1° À la seconde phrase du second alinéa de l’article 2, après les mots : « des deux premiers alinéas de l’article 6, », sont insérés les mots : «, de l’article 17 » ;

2° Le a de l’article 17 est ainsi rédigé :

« a) À l’exception du contrat de location passé par un organisme d’habitation à loyer modéré, le contrat de location ne peut prévoir un loyer supérieur au plafond de loyer fixé par un arrêté du représentant de l’État dans la région applicable à ce bien. Cet arrêté est pris après avis du comité régional de l’habitat mentionné à l’article L. 364-1 du code de la construction et de l’habitation.

« Un arrêté du représentant de l’État dans la région détermine chaque année par bassin d’habitat le plafond de loyer mentionné au premier alinéa dans des conditions définies annuellement par un arrêté du ministre chargé du logement.

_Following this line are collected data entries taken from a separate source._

// ==========================================
// 物料齐套测算系统 - 引擎层错误
// ==========================================
// 职责: 定义齐套测算引擎的错误类型
// 红线: 产品编码未命中必须整批失败，不产出部分结果
// ==========================================

use thiserror::Error;

/// 齐套测算引擎错误
#[derive(Error, Debug)]
pub enum FulfillmentError {
    /// 产品编码不存在（携带请求中的原始编码）
    #[error("产品编码不存在: {0}")]
    ProductNotFound(String),

    /// 行需求量溢出（单件用量 × 请求数量超出 i64 范围）
    #[error("需求量溢出: 产品 {product_code} 物料 {material_name}")]
    RequirementOverflow {
        product_code: String,
        material_name: String,
    },

    /// 底层数据访问失败
    #[error("数据访问失败: {0}")]
    DataAccess(String),
}

/// 引擎层操作结果
pub type FulfillmentResult<T> = Result<T, FulfillmentError>;
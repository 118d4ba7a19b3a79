// ==========================================
// 物料齐套测算系统 - 物料领域模型
// ==========================================
// 对齐: material_master 表
// ==========================================

use chrono::{DateTime, Utc};
use serde::{Deserialize, Serialize};

// ==========================================
// Material - 物料主数据
// ==========================================
// 用途: 导入层写入,引擎层只读
#[derive(Debug, Clone, Serialize, Deserialize)]
pub struct Material {
    // ===== 主键 =====
    pub id: i64, // 内部自增主键

    // ===== 基础信息 =====
    pub name: String, // 物料展示名称（导入时按名称去重）

    // ===== 审计字段 =====
    pub created_at: DateTime<Utc>, // 记录创建时间
    pub updated_at: DateTime<Utc>, // 记录更新时间
}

« L’arrêté du représentant de l’État dans la région fixe, pour chaque bassin d’habitat, un plafond de loyer applicable à des catégories de logements qu’il définit. Il fixe également les taux de modulation maxima de ces plafonds de loyer en fonction :

« - des aides publiques perçues au titre de la construction, de l’acquisition ou de la rénovation de ce bien ;

« - de la performance énergétique du bâtiment ;

« - de l’ancienneté et de la salubrité de ce logement ;

« - de son éloignement d’équipements publics et commerciaux et des zones d’activité. » ;

3° Les b et c du même article sont abrogés.

La parole est à Mme Mireille Schurch, pour présenter l'amendement n° 49.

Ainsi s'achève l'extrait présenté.